A monk summoned him, but the abbot did not wish to be disturbed, and ordered that he should be left an hour alone.
He now took in his hand a volume he called the mirror of his soul, and in which he noted many things “for the confession,” that he desired to determine to his own satisfaction. To-day he wrote:
“It would be a duty to hate a Jew and criminal, zealously to persecute what Holy Church has condemned. Yet I cannot do so. Who is the magistrate, and what are Father Anselm and this learned doctor! The one narrow-minded, only familiar with the little world he knows and in which he lives, the others divinely-gifted, full of knowledge, rulers in the wide domain of thought. And the former outwits the latter, who show themselves children in comparison with him. How Anselm stood before him! The deceived child was great, the clever man small. What men call cleverness is only small-minded persons’ skill in life; simplicity is peculiar to the truly great man, because petty affairs are too small for him, and his eye does not count the grains of dust, but looks upward, and has a share in the infinitude stretching before us. Jesus Christ was gentle as a child and loved children, he was the Son of God, yet voluntarily yielded himself into the hands of men. The greatest of great men did not belong to the ranks of the clever. Blessed are the meek, He said. I understand those words. He is meek, whose soul is open, clear and pure as a mirror, and the greatest philosophers, the noblest minds I have met in life and history were also meek. The brute is clever; wisdom is the cleverness of the noble-minded. We must all follow the Saviour, and he among us, who unites wisdom to meekness, will come nearest to the Redeemer.”
CHAPTER IX.
Marx had gone out to reconnoitre in a more cheerful mood, for the doctor had made good the loss sustained in the death of his old nag, and he returned at noon with good news.

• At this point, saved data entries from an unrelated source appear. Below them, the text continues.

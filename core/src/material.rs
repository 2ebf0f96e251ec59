//! Material

use crate::geometry::*;
use crate::interaction::*;
use crate::pbrt::*;
use crate::spectrum::*;
use std::sync::Arc;

/// Result of sampling a direction.
#[derive(Copy, Clone, Debug)]
pub struct DirectionSample {
    /// Sampled outgoing direction.
    pub wo: Vector3f,

    /// Scattering value times cosine divided by the sampling density. For
    /// directional densities in projected solid angle measure this is
    /// simply `f / pdf`.
    pub weight: Spectrum,
}

impl DirectionSample {
    /// Returns a new `DirectionSample`.
    ///
    /// * `wo`     - Sampled outgoing direction.
    /// * `weight` - Throughput weight.
    pub fn new(wo: Vector3f, weight: Spectrum) -> Self {
        Self { wo, weight }
    }
}

/// Result of sampling a scattering component.
#[derive(Copy, Clone, Debug)]
pub struct ComponentSample {
    /// Selected component index.
    pub comp: usize,

    /// Reciprocal of the selection probability.
    pub weight: Float,
}

impl ComponentSample {
    /// The only component of a single-lobe material.
    pub const SINGLE: Self = Self { comp: 0, weight: 1.0 };
}

/// Surface scattering. Directional densities are in projected solid angle
/// measure. `wi` always points away from the surface toward the previous
/// vertex of the subpath being grown.
pub trait Material {
    /// Selects a scattering component.
    ///
    /// * `u`    - Sample value in [0, 1).
    /// * `geom` - Surface point.
    fn sample_component(&self, _u: Float, _geom: &PointGeometry) -> ComponentSample {
        ComponentSample::SINGLE
    }

    /// Returns the number of scattering components.
    fn component_count(&self) -> usize {
        1
    }

    /// Returns the probability of selecting a component.
    ///
    /// * `comp` - Component index.
    /// * `geom` - Surface point.
    fn pdf_component(&self, _comp: usize, _geom: &PointGeometry) -> Float {
        1.0
    }

    /// Returns true if the component scatters into a measure-zero set of
    /// directions.
    ///
    /// * `comp` - Component index.
    fn is_specular_component(&self, comp: usize) -> bool;

    /// Samples an outgoing direction.
    ///
    /// * `u`         - Sample value in [0, 1)^2.
    /// * `geom`      - Surface point.
    /// * `wi`        - Incident direction.
    /// * `comp`      - Component index.
    /// * `trans_dir` - Transport direction.
    fn sample_direction(
        &self,
        u: &Point2f,
        geom: &PointGeometry,
        wi: &Vector3f,
        comp: usize,
        trans_dir: TransDir,
    ) -> Option<DirectionSample>;

    /// Returns the density of sampling `wo` given `wi`. Specular components
    /// return a nominal unit density unless `eval_delta` is set, in which
    /// case they return zero.
    ///
    /// * `geom`       - Surface point.
    /// * `wi`         - Incident direction.
    /// * `wo`         - Outgoing direction.
    /// * `comp`       - Component index.
    /// * `eval_delta` - Evaluate delta components as distributions.
    fn pdf_direction(
        &self,
        geom: &PointGeometry,
        wi: &Vector3f,
        wo: &Vector3f,
        comp: usize,
        eval_delta: bool,
    ) -> Float;

    /// Evaluates the scattering function.
    ///
    /// * `geom`       - Surface point.
    /// * `wi`         - Incident direction.
    /// * `wo`         - Outgoing direction.
    /// * `comp`       - Component index.
    /// * `trans_dir`  - Transport direction.
    /// * `eval_delta` - Evaluate delta components as distributions.
    fn eval(
        &self,
        geom: &PointGeometry,
        wi: &Vector3f,
        wo: &Vector3f,
        comp: usize,
        trans_dir: TransDir,
        eval_delta: bool,
    ) -> Spectrum;
}

/// Atomic reference counted `Material`.
pub type ArcMaterial = Arc<dyn Material + Send + Sync>;
//! Diffuse Material

use core::geometry::*;
use core::interaction::*;
use core::material::*;
use core::pbrt::*;
use core::sampling::*;
use core::spectrum::*;

/// Implements purely diffuse (Lambertian) two sided surfaces.
#[derive(Clone, Debug)]
pub struct DiffuseMaterial {
    /// Spectral diffuse reflection.
    kd: Spectrum,
}

impl DiffuseMaterial {
    /// Create a new `DiffuseMaterial`.
    ///
    /// * `kd` - Spectral diffuse reflection.
    pub fn new(kd: Spectrum) -> Self {
        Self { kd }
    }
}

/// Returns true if two directions lie on opposite sides of the surface.
///
/// * `geom` - Surface point.
/// * `wi`   - First direction.
/// * `wo`   - Second direction.
fn opposite(geom: &PointGeometry, wi: &Vector3f, wo: &Vector3f) -> bool {
    geom.n().map_or(false, |n| n.dot(wi) * n.dot(wo) <= 0.0)
}

impl Material for DiffuseMaterial {
    fn is_specular_component(&self, _comp: usize) -> bool {
        false
    }

    fn sample_direction(
        &self,
        u: &Point2f,
        geom: &PointGeometry,
        wi: &Vector3f,
        _comp: usize,
        _trans_dir: TransDir,
    ) -> Option<DirectionSample> {
        let frame = geom.frame()?;

        // Sample the hemisphere on the side of `wi`.
        let mut d = cosine_sample_hemisphere(u);
        if frame.n.dot(wi) < 0.0 {
            d.z = -d.z;
        }
        Some(DirectionSample::new(frame.to_world(&d), self.kd))
    }

    fn pdf_direction(
        &self,
        geom: &PointGeometry,
        wi: &Vector3f,
        wo: &Vector3f,
        _comp: usize,
        _eval_delta: bool,
    ) -> Float {
        if opposite(geom, wi, wo) {
            0.0
        } else {
            INV_PI
        }
    }

    fn eval(
        &self,
        geom: &PointGeometry,
        wi: &Vector3f,
        wo: &Vector3f,
        _comp: usize,
        _trans_dir: TransDir,
        _eval_delta: bool,
    ) -> Spectrum {
        if opposite(geom, wi, wo) {
            Spectrum::ZERO
        } else {
            self.kd * INV_PI
        }
    }
}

A wood-carrier, whom he met on the high-road, had told him where Jorg, the charcoal-burner, lived.
The fugitives could reach his hut before night, and in so doing approach nearer the Rhine valley. Everything was ready for departure, but old Rahel objected to travelling further. She was sitting on a stone before the hut, for the smoke in the narrow room oppressed her breathing, and it seemed as if terror had robbed her of her senses. Gazing into vacancy with wild eyes and chattering teeth, she tried to make cakes and mould dumplings out of the snow, which she probably took for flour. She neither heard the doctor’s call nor saw his wife beckon, and when the former grasped her to compel her to rise, uttered a loud shriek. At last the smith succeeded in persuading her to sit down on the sledge, and the party moved forward.
Adam had harnessed himself to the front of the vehicle. Marx went to and fro, pushing when necessary. The dumb woman waded through the snow by her husband’s side. “Poor wife!” he said once; but she pressed his arm closer, looking up into his eyes as if she wished to say: “Surely I shall lack nothing, if only you are spared to me!”